§ **Instructions for the task**: Which lines in the records below contain the word "match"? Copy each of them.

§ **Entries shown**:

━━━━

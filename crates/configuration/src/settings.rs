use crate::error::ConfigError;
use chrono::NaiveDate;
use serde::{Deserialize, Serialize};
use std::net::{IpAddr, SocketAddr};
use std::path::PathBuf;

/// The root configuration structure for the entire application.
///
/// Every section has defaults, so an absent `dashboard.toml` still yields a
/// working dashboard that reproduces the original datasets.
#[derive(Debug, Clone, Default, Deserialize, Serialize)]
#[serde(default)]
pub struct Config {
    pub server: ServerSettings,
    pub logging: LoggingSettings,
    pub datasets: DatasetSettings,
    pub training: TrainingSettings,
    /// Location of the declarative page list.
    pub navigation_file: Option<PathBuf>,
}

impl Config {
    /// Checks cross-field rules that serde cannot express.
    pub fn validate(&self) -> Result<(), ConfigError> {
        self.server.addr()?;
        for (name, params) in self.datasets.iter() {
            if params.start > params.end {
                return Err(ConfigError::ValidationError(format!(
                    "datasets.{name}: start {} is after end {}",
                    params.start, params.end
                )));
            }
        }
        if !(0.0 < self.training.test_size && self.training.test_size < 1.0) {
            return Err(ConfigError::ValidationError(format!(
                "training.test_size must be strictly between 0 and 1, got {}",
                self.training.test_size
            )));
        }
        Ok(())
    }
}

/// Where the web server listens.
#[derive(Debug, Clone, Deserialize, Serialize)]
#[serde(default)]
pub struct ServerSettings {
    pub host: String,
    pub port: u16,
}

impl ServerSettings {
    pub fn addr(&self) -> Result<SocketAddr, ConfigError> {
        let ip: IpAddr = self.host.parse().map_err(|_| {
            ConfigError::ValidationError(format!("server.host is not an IP address: {}", self.host))
        })?;
        Ok(SocketAddr::new(ip, self.port))
    }
}

impl Default for ServerSettings {
    fn default() -> Self {
        Self {
            host: "0.0.0.0".to_string(),
            port: 3000,
        }
    }
}

/// Log verbosity and the optional rolling log file.
#[derive(Debug, Clone, Deserialize, Serialize)]
#[serde(default)]
pub struct LoggingSettings {
    /// An `EnvFilter` directive, used when `RUST_LOG` is not set.
    pub level: String,
    /// Directory for the daily rolling log file. `None` disables file logging.
    pub directory: Option<PathBuf>,
    pub file_prefix: String,
}

impl Default for LoggingSettings {
    fn default() -> Self {
        Self {
            level: "info".to_string(),
            directory: Some(PathBuf::from("logs")),
            file_prefix: "dealing.log".to_string(),
        }
    }
}

/// Parameters for one synthetic dataset.
#[derive(Debug, Clone, PartialEq, Deserialize, Serialize)]
pub struct DatasetParams {
    /// Seed for the pseudo-random generator. Same seed, same dataset.
    pub seed: u64,
    /// Number of rows to draw. Ignored by datasets built as a full Cartesian product.
    pub rows: usize,
    /// First calendar date (inclusive).
    pub start: NaiveDate,
    /// Last calendar date (inclusive).
    pub end: NaiveDate,
}

impl DatasetParams {
    fn new(seed: u64, rows: usize, start: (i32, u32, u32), end: (i32, u32, u32)) -> Self {
        let date = |(y, m, d)| NaiveDate::from_ymd_opt(y, m, d).unwrap_or_default();
        Self {
            seed,
            rows,
            start: date(start),
            end: date(end),
        }
    }
}

/// One entry per page that fabricates data.
#[derive(Debug, Clone, PartialEq, Deserialize, Serialize)]
#[serde(default)]
pub struct DatasetSettings {
    pub broker_flow: DatasetParams,
    pub best_brokers: DatasetParams,
    pub full_report: DatasetParams,
    pub counterparty_flows: DatasetParams,
    pub winning_trades: DatasetParams,
}

impl DatasetSettings {
    pub fn iter(&self) -> impl Iterator<Item = (&'static str, &DatasetParams)> {
        [
            ("broker_flow", &self.broker_flow),
            ("best_brokers", &self.best_brokers),
            ("full_report", &self.full_report),
            ("counterparty_flows", &self.counterparty_flows),
            ("winning_trades", &self.winning_trades),
        ]
        .into_iter()
    }
}

impl Default for DatasetSettings {
    fn default() -> Self {
        Self {
            broker_flow: DatasetParams::new(42, 0, (2024, 1, 1), (2024, 12, 31)),
            best_brokers: DatasetParams::new(123, 1000, (2024, 1, 1), (2024, 6, 30)),
            full_report: DatasetParams::new(123, 1000, (2020, 1, 1), (2024, 6, 30)),
            counterparty_flows: DatasetParams::new(123, 1000, (2020, 1, 1), (2024, 6, 30)),
            winning_trades: DatasetParams::new(7, 1000, (2024, 1, 1), (2024, 6, 30)),
        }
    }
}

/// Settings for the model-training page and the `ml-trainer` binary.
#[derive(Debug, Clone, Deserialize, Serialize)]
#[serde(default)]
pub struct TrainingSettings {
    /// CSV file with a `target` column.
    pub sample_path: PathBuf,
    /// Fraction of rows held out for scoring.
    pub test_size: f32,
    pub seed: u64,
}

impl Default for TrainingSettings {
    fn default() -> Self {
        Self {
            sample_path: PathBuf::from("data/sample.csv"),
            test_size: 0.2,
            seed: 42,
        }
    }
}
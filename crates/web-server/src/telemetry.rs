use configuration::LoggingSettings;
use tracing_appender::non_blocking::WorkerGuard;
use tracing_subscriber::{EnvFilter, fmt, layer::SubscriberExt, util::SubscriberInitExt};

/// Installs the global subscriber: human-readable output on stderr and, when a log
/// directory is configured, a daily rolling file.
///
/// `RUST_LOG` overrides the configured level. Keep the returned guard alive for the
/// life of the process or buffered file output is lost.
pub fn init(settings: &LoggingSettings) -> anyhow::Result<Option<WorkerGuard>> {
    let filter = EnvFilter::try_from_default_env()
        .or_else(|_| EnvFilter::try_new(&settings.level))?;
    let console = fmt::layer().with_writer(std::io::stderr);

    match &settings.directory {
        Some(directory) => {
            let appender = tracing_appender::rolling::daily(directory, &settings.file_prefix);
            let (writer, guard) = tracing_appender::non_blocking(appender);
            let file = fmt::layer().with_ansi(false).with_writer(writer);
            tracing_subscriber::registry()
                .with(filter)
                .with(console)
                .with(file)
                .try_init()?;
            Ok(Some(guard))
        }
        None => {
            tracing_subscriber::registry()
                .with(filter)
                .with(console)
                .try_init()?;
            Ok(None)
        }
    }
}
use anyhow::{Context, Result};
use clap::{Parser, Subcommand};
use ml_trainer::{generate_dataset, load_data, train_model};
use std::path::PathBuf;
use tracing_subscriber::{EnvFilter, FmtSubscriber};

#[derive(Parser)]
#[command(author, version, about, long_about = None)]
struct Cli {
    #[command(subcommand)]
    command: Commands,
}

#[derive(Subcommand)]
enum Commands {
    /// Generate a labelled dataset of synthetic fills.
    GenerateDataset(GenerateDatasetArgs),
    /// Train a model from a dataset with a `target` column and report its accuracy.
    TrainModel(TrainModelArgs),
}

#[derive(Parser)]
struct GenerateDatasetArgs {
    /// The output CSV path. Defaults to `training.sample_path` from the configuration.
    #[arg(long, short)]
    output: Option<PathBuf>,
    /// Overrides the configured seed.
    #[arg(long)]
    seed: Option<u64>,
    /// Overrides the configured number of rows.
    #[arg(long)]
    rows: Option<usize>,
}

#[derive(Parser)]
struct TrainModelArgs {
    /// Path to the CSV dataset. Defaults to `training.sample_path` from the configuration.
    #[arg(long, short)]
    dataset: Option<PathBuf>,
    /// Print the full report as JSON.
    #[arg(long)]
    json: bool,
}

fn main() -> Result<()> {
    let subscriber = FmtSubscriber::builder()
        .with_env_filter(EnvFilter::try_from_default_env().unwrap_or_else(|_| EnvFilter::new("info")))
        .finish();
    tracing::subscriber::set_global_default(subscriber)?;

    dotenvy::dotenv().ok();
    let config = configuration::load_config().context("Failed to load configuration")?;
    let cli = Cli::parse();

    match cli.command {
        Commands::GenerateDataset(args) => {
            let mut params = config.datasets.winning_trades.clone();
            if let Some(seed) = args.seed {
                params.seed = seed;
            }
            if let Some(rows) = args.rows {
                params.rows = rows;
            }
            let output = args.output.unwrap_or(config.training.sample_path);
            let df = generate_dataset(&params, &output)
                .with_context(|| format!("Failed to generate dataset at {}", output.display()))?;
            println!("Wrote {} rows x {} columns to {}", df.height(), df.width(), output.display());
        }
        Commands::TrainModel(args) => {
            let path = args.dataset.unwrap_or(config.training.sample_path.clone());
            let df = load_data(&path)
                .with_context(|| format!("Failed to load dataset from {}", path.display()))?;
            let report = train_model(&df, &config.training)?;
            if args.json {
                println!("{}", serde_json::to_string_pretty(&report)?);
            } else {
                println!("Model trained with accuracy: {:.2}", report.accuracy);
                println!("Train rows: {}, test rows: {}", report.train_rows, report.test_rows);
                println!("Features: {}", report.features.join(", "));
            }
        }
    }

    Ok(())
}
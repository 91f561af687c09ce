use crate::Page;
use crate::error::PageError;
use crate::panel::{Control, FilterPanel, FilterSelection, Placement};
use crate::tables;
use crate::view::{PageView, ViewSection};
use analytics::{CategoryChart, ChartKind, Measure, TimeBucket, summarize};
use configuration::{DatasetParams, PageId};
use core_types::{Dataset, Dimension, FillRecord};
use generator::FillModel;

pub const AGGREGATED_TABLE: &str = "Aggregated Table";
pub const SLIPPAGE_BY_BROKER: &str = "Total Slippage by Broker";
pub const SLIPPAGE_BY_INSTRUMENT: &str = "Total Slippage by Instrument";
pub const SLIPPAGE_OVER_TIME: &str = "Total Slippage Over Time";

/// CDS fills aggregated by broker, instrument and side.
pub struct FullReportPage {
    title: String,
    dataset: Dataset<FillRecord>,
}

impl FullReportPage {
    pub fn new(title: impl Into<String>, params: &DatasetParams) -> Result<Self, PageError> {
        let dataset =
            generator::fills(params, &FillModel::report()).map_err(|source| PageError::Dataset {
                page: PageId::FullReport,
                source,
            })?;
        Ok(Self {
            title: title.into(),
            dataset,
        })
    }

    pub fn dataset(&self) -> &Dataset<FillRecord> {
        &self.dataset
    }
}

impl Page for FullReportPage {
    fn id(&self) -> PageId {
        PageId::FullReport
    }

    fn title(&self) -> &str {
        &self.title
    }

    fn panel(&self) -> FilterPanel {
        FilterPanel::new(Placement::Sidebar)
            .control(Control::date_range("Select date range", &self.dataset))
            .control(Some(Control::multi_select(
                "Select broker(s)",
                Dimension::Broker,
                &self.dataset,
            )))
            .control(Some(Control::multi_select(
                "Select instrument(s)",
                Dimension::Instrument,
                &self.dataset,
            )))
    }

    fn render(&self, selection: &FilterSelection) -> Result<PageView, PageError> {
        let resolved = self.panel().resolve(selection);
        let rows = resolved.state.apply(&self.dataset.rows);

        let aggregate = tables::fill_aggregate(
            AGGREGATED_TABLE,
            &rows,
            &[Dimension::Broker, Dimension::Instrument, Dimension::Side],
        )?;

        let by_broker = summarize(rows.iter().copied(), |r| r.broker.clone(), |r| r.slippage);
        let by_instrument =
            summarize(rows.iter().copied(), |r| r.instrument.clone(), |r| r.slippage);
        let by_month = summarize(
            rows.iter().copied(),
            |r| TimeBucket::Month.start(r.date),
            |r| r.slippage,
        );

        let view = PageView::new(self.id(), &self.title)
            .filtered(resolved, self.dataset.len(), rows.len())
            .section(ViewSection::new(AGGREGATED_TABLE).visual(aggregate))
            .section(ViewSection::new(tables::RAW_DATA).visual(tables::raw_fills(&rows, false)?))
            .section(
                ViewSection::new("Slippage by Broker").visual(
                    CategoryChart::from_pairs(
                        ChartKind::Bar,
                        SLIPPAGE_BY_BROKER,
                        "Slippage",
                        tables::points(by_broker, |k| k, Measure::Sum),
                    )
                    .labels("Broker", "Total Slippage"),
                ),
            )
            .section(
                ViewSection::new("Slippage by Instrument").visual(
                    CategoryChart::from_pairs(
                        ChartKind::Bar,
                        SLIPPAGE_BY_INSTRUMENT,
                        "Slippage",
                        tables::points(by_instrument, |k| k, Measure::Sum),
                    )
                    .labels("Instrument", "Total Slippage"),
                ),
            )
            .section(
                ViewSection::new("Slippage Over Time").visual(
                    CategoryChart::from_pairs(
                        ChartKind::Line,
                        SLIPPAGE_OVER_TIME,
                        "Slippage",
                        tables::points(by_month, |m| TimeBucket::Month.label(m), Measure::Sum),
                    )
                    .labels("Month", "Total Slippage"),
                ),
            );
        Ok(view)
    }
}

━━━━

§ **Output of the task**:
    match &settings.directory {
    match cli.command {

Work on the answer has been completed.